= Beginning of Section =
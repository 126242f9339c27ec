//! Integration tests for the portfolio-panel CLI
//!
//! These tests run the actual binary and verify output.

use assert_cmd::Command;
use predicates::prelude::*;
use std::fs;
use tempfile::TempDir;

/// Get the binary to test
fn panel_cmd() -> Command {
    let mut cmd = Command::cargo_bin("portfolio-panel").unwrap();
    // Keep ./portfolio-panel.yaml lookups away from the repo
    cmd.current_dir(std::env::temp_dir());
    cmd
}

fn write_config(dir: &TempDir, yaml: &str) -> std::path::PathBuf {
    let path = dir.path().join("panel.yaml");
    fs::write(&path, yaml).unwrap();
    path
}

#[test]
fn test_help_flag() {
    panel_cmd()
        .arg("--help")
        .assert()
        .success()
        .stdout(predicate::str::contains("Portfolio and AI assistant panel"));
}

#[test]
fn test_render_help_lists_sections() {
    panel_cmd()
        .args(["render", "--help"])
        .assert()
        .success()
        .stdout(predicate::str::contains("portfolio"))
        .stdout(predicate::str::contains("ai"))
        .stdout(predicate::str::contains("--collapsed"));
}

// ============================================================================
// Headless render
// ============================================================================

#[test]
fn test_render_default_shows_portfolio() {
    panel_cmd()
        .args(["render", "--width", "80", "--height", "14"])
        .assert()
        .success()
        .stdout(predicate::str::contains("[◈ Portfolio] │ ✦ AI Assistant"))
        .stdout(predicate::str::contains("AAPL"))
        .stdout(predicate::str::contains("Total"));
}

#[test]
fn test_render_ai_section() {
    panel_cmd()
        .args(["render", "--select", "ai"])
        .assert()
        .success()
        .stdout(predicate::str::contains("◈ Portfolio │ [✦ AI Assistant]"))
        .stdout(predicate::str::contains("Hello! Ask me about your portfolio."))
        .stdout(predicate::str::contains("AAPL").not());
}

#[test]
fn test_render_collapsed_hides_tabs_and_content() {
    panel_cmd()
        .args(["render", "--collapsed", "--select", "ai"])
        .assert()
        .success()
        .stdout(predicate::str::contains("[✦]"))
        .stdout(predicate::str::contains("Portfolio").not())
        .stdout(predicate::str::contains("AI Assistant").not())
        .stdout(predicate::str::contains("AAPL").not());
}

#[test]
fn test_render_json_reports_pressed_state() {
    let output = panel_cmd()
        .args(["render", "--collapsed", "--select", "ai", "--format", "json"])
        .output()
        .unwrap();
    assert!(output.status.success());

    let json: serde_json::Value = serde_json::from_slice(&output.stdout).unwrap();
    assert_eq!(json["collapsed"], true);
    assert_eq!(json["selected"], "ai");
    assert!(json["mounted"].is_null());
    assert_eq!(json["controls"][0]["pressed"], false);
    assert_eq!(json["controls"][1]["pressed"], true);
    assert!(json["controls"][1]["label"].is_null());
}

#[test]
fn test_render_rejects_tiny_size() {
    panel_cmd()
        .args(["render", "--width", "3", "--height", "2"])
        .assert()
        .failure()
        .stderr(predicate::str::contains("Invalid render size 3x2"))
        .stderr(predicate::str::contains("Fix:"));
}

#[test]
fn test_render_with_config_file() {
    let dir = TempDir::new().unwrap();
    let path = write_config(
        &dir,
        r#"
portfolio:
  currency: EUR
  holdings:
    - symbol: ASML
      quantity: 4
      price: 650.0
      cost_basis: 600.0
assistant:
  languages: [es]
  default_language: es
"#,
    );

    panel_cmd()
        .args(["render", "--config"])
        .arg(&path)
        .assert()
        .success()
        .stdout(predicate::str::contains("ASML"))
        .stdout(predicate::str::contains("2,600.00 EUR"));

    panel_cmd()
        .args(["render", "--select", "ai", "--config"])
        .arg(&path)
        .assert()
        .success()
        .stdout(predicate::str::contains("es · Español"));
}

#[test]
fn test_config_collapsed_flag_is_honoured() {
    let dir = TempDir::new().unwrap();
    let path = write_config(&dir, "collapsed: true\n");

    panel_cmd()
        .args(["render", "--format", "json", "--config"])
        .arg(&path)
        .assert()
        .success()
        .stdout(predicate::str::contains("\"collapsed\": true"));
}

#[test]
fn test_render_missing_config() {
    panel_cmd()
        .args(["render", "--config", "/nonexistent/panel.yaml"])
        .assert()
        .failure()
        .stderr(predicate::str::contains("Config file not found"));
}

// ============================================================================
// check-config
// ============================================================================

#[test]
fn test_check_config_valid() {
    let dir = TempDir::new().unwrap();
    let path = write_config(
        &dir,
        "portfolio:\n  holdings:\n    - symbol: VTI\n      quantity: 1\n      price: 250\n",
    );

    panel_cmd()
        .arg("check-config")
        .arg(&path)
        .assert()
        .success()
        .stdout(predicate::str::contains("1 holdings"));
}

#[test]
fn test_check_config_lists_every_problem() {
    let dir = TempDir::new().unwrap();
    let path = write_config(
        &dir,
        r#"
tick_rate_ms: 0
portfolio:
  holdings:
    - symbol: bad symbol
      quantity: -1
      price: 10
assistant:
  languages: [en]
  default_language: ja
"#,
    );

    panel_cmd()
        .arg("check-config")
        .arg(&path)
        .assert()
        .failure()
        .stderr(predicate::str::contains("tick_rate_ms must be greater than 0"))
        .stderr(predicate::str::contains("invalid symbol 'bad symbol'"))
        .stderr(predicate::str::contains("quantity must be >= 0"))
        .stderr(predicate::str::contains("'ja' is not in assistant.languages"))
        .stderr(predicate::str::contains("4 problem(s)"));
}

#[test]
fn test_check_config_parse_error() {
    let dir = TempDir::new().unwrap();
    let path = write_config(&dir, "portfolio: [not, a, map]\n");

    panel_cmd()
        .arg("check-config")
        .arg(&path)
        .assert()
        .failure()
        .stderr(predicate::str::contains("Config parse error"));
}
= End of Section =
Your answer should be one number: how many lines in the material hold the string "tests".

Response to this exercise >> 2